Achille liebt das Bild, das er sich von seinem Vater macht. Er bringt damit seine Mutter, die in der Zwischenzeit mit einem anderen Mann eine Beziehung lebt, in Entscheidungsnot. Um ihrem Sohn zu ermöglichen, sich dem Vater anzunähern, bandelt auch sie wieder mit ihm an, als er aus dem Gefängnis entlassen wird.
Doch jetzt haben Mutter und Sohn ein Problem. Mutters Neuer. Achille verachtete ihn. Doch der Neue will bei der Mutter einziehen. Er will der Ziehvater des Sohnes sein. Er will der Mutter im Beruf helfen. Der Heldenvater hingegen, der Ganove, bringt Gewalt und Rechthaberei ins Haus. Nach einem Drittel des Filmes steht ein klassisch tragisches Dreieck im Raum: Der Sohn liebt seinen richtigen Vater und hasst den Ziehvater. Die Mutter will dem richtigen Vater mit dem Sohn eine Chance geben. Der neue Freund will die Mutter am liebsten – ohne Achilles.

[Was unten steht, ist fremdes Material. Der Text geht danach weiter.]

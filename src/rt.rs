//! Realtime process plumbing: scheduling, affinity, memory locking,
//! daemonization and signal-driven shutdown.

use anyhow::{anyhow, Context, Result};
use log::warn;
use nix::sys::signal::{
    sigaction, sigprocmask, SaFlags, SigAction, SigHandler, SigSet, SigmaskHow, Signal,
};
use std::fs;
use std::mem;
use std::path::{Path, PathBuf};
use std::process;
use std::sync::atomic::{AtomicBool, Ordering};

static QUIT: AtomicBool = AtomicBool::new(false);

extern "C" fn note_quit(_: libc::c_int) {
    QUIT.store(true, Ordering::SeqCst);
}

/// Installs handlers for the four terminating signals and blocks everything
/// else, so only an explicit shutdown request interrupts the fetch loop.
pub fn install_quit_handlers() -> Result<()> {
    let keep = [
        Signal::SIGINT,
        Signal::SIGTERM,
        Signal::SIGHUP,
        Signal::SIGQUIT,
    ];
    let mut blocked = SigSet::all();
    for sig in keep {
        blocked.remove(sig);
    }
    sigprocmask(SigmaskHow::SIG_BLOCK, Some(&blocked), None).context("sigprocmask")?;

    let action = SigAction::new(
        SigHandler::Handler(note_quit),
        SaFlags::empty(),
        SigSet::empty(),
    );
    for sig in keep {
        unsafe { sigaction(sig, &action) }
            .with_context(|| format!("installing handler for {:?}", sig))?;
    }
    Ok(())
}

pub fn quit_requested() -> bool {
    QUIT.load(Ordering::SeqCst)
}

pub fn max_rr_priority() -> i32 {
    unsafe { libc::sched_get_priority_max(libc::SCHED_RR) }
}

/// SCHED_RR at the given priority for the whole process. Needs root or
/// CAP_SYS_NICE.
pub fn set_realtime_rr(prio: i32) -> Result<()> {
    let param = libc::sched_param {
        sched_priority: prio,
    };
    if unsafe { libc::sched_setscheduler(0, libc::SCHED_RR, &param) } != 0 {
        return Err(anyhow!(
            "sched_setscheduler: {}",
            std::io::Error::last_os_error()
        ));
    }
    Ok(())
}

/// Pins the whole process to one CPU.
pub fn set_affinity(cpu: usize) -> Result<()> {
    let mut set: libc::cpu_set_t = unsafe { mem::zeroed() };
    unsafe {
        libc::CPU_ZERO(&mut set);
        libc::CPU_SET(cpu, &mut set);
    }
    if unsafe { libc::sched_setaffinity(0, mem::size_of::<libc::cpu_set_t>(), &set) } != 0 {
        return Err(anyhow!(
            "sched_setaffinity: {}",
            std::io::Error::last_os_error()
        ));
    }
    Ok(())
}

/// Locks current and future pages so the control loops never page-fault.
pub fn lock_memory() -> Result<()> {
    if unsafe { libc::mlockall(libc::MCL_CURRENT | libc::MCL_FUTURE) } != 0 {
        return Err(anyhow!("mlockall: {}", std::io::Error::last_os_error()));
    }
    Ok(())
}

/// Forks into the background, detached from the controlling terminal.
pub fn daemonize() -> Result<()> {
    if unsafe { libc::daemon(0, 0) } != 0 {
        return Err(anyhow!("daemon: {}", std::io::Error::last_os_error()));
    }
    Ok(())
}

/// PID file that unlinks itself on drop.
pub struct PidFile {
    path: PathBuf,
}

impl PidFile {
    pub fn create(path: impl Into<PathBuf>) -> Result<Self> {
        let path = path.into();
        fs::write(&path, format!("{}\n", process::id()))
            .with_context(|| format!("writing {}", path.display()))?;
        Ok(PidFile { path })
    }

    pub fn path(&self) -> &Path {
        &self.path
    }
}

impl Drop for PidFile {
    fn drop(&mut self) {
        if let Err(e) = fs::remove_file(&self.path) {
            warn!("removing {}: {}", self.path.display(), e);
        }
    }
}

Nicht zufällig entstammen einzelne Namen der griechischen Heldenwelt, wo Frauen lange alleingelassen werden, die Söhne der Väter heiraten, oder Männer auch mal wirkliche Helden sind. Doch, so beziehungsreich das klingt: Das bleibt in der Kanadisch-Schweizerischen Koproduktion zu durchsichtig.
In leidlich planen Seriendialogen wird da wenig Geheimnis um die Figuren entwickelt. Die Geschichte läuft geradlinig auf die Katastrophe zu. In ebenso durchsichtigen Traumsequenzen werden wir auf eher unglaubwürdige Wendungen im Skript vorbereitet. Das ändert nur wenig daran, dass die Schauspieler kaum die Widersprüche ihrer Figuren öffnen können. Sie dienen alle, brav, der Entwicklungsgeschichte des Dreizehnjährigen.
Nach der Hälfte des Films schliessen wir Wetten ab, welche Zuspitzung wohl eintreten werde. Doch es kommt nicht zu der erwarteten Katastrophe. Es tritt eine ganz andere ein -zum Glück. Jetzt gewinnt der Film seine eigentliche Kraft: Achilles muss alles alleine verarbeiten. Von den Erwachsenen im Stich gelassen, findet er wenigstens seine erste zarte Liebe. Dort geht der Film richtig unter die Haut: Der Junge Achilles zeigt erstaunlich viel mehr Verstand als beide Erwachsenen zusammen. Er bleibt auch – ganz seinem griechischen Vorfahren gemäss – der Tragik seiner namentlichen Verstrickungen treu: Fast würde er seinen Vater noch umbringen und überlebt auch selber nur knapp das Ende. Das ist das grossartige am Film. Dass er sich auf den Jungen noch rechtzeitig besinnt: Er ist der eigentliche Held.
Es ist ein arg zugespitztes Scheidungsdrama, mit schablonisierten Elternfiguren. Das Gangster-Milieu dient als farbige Kulisse, um eine Scheidungsgeschichte drastisch sichtbar zu machen. Spätestens, wenn «Cyanure» auch noch die Gesetze des Milieus bedienen will, stellt sich das als Schwäche heraus.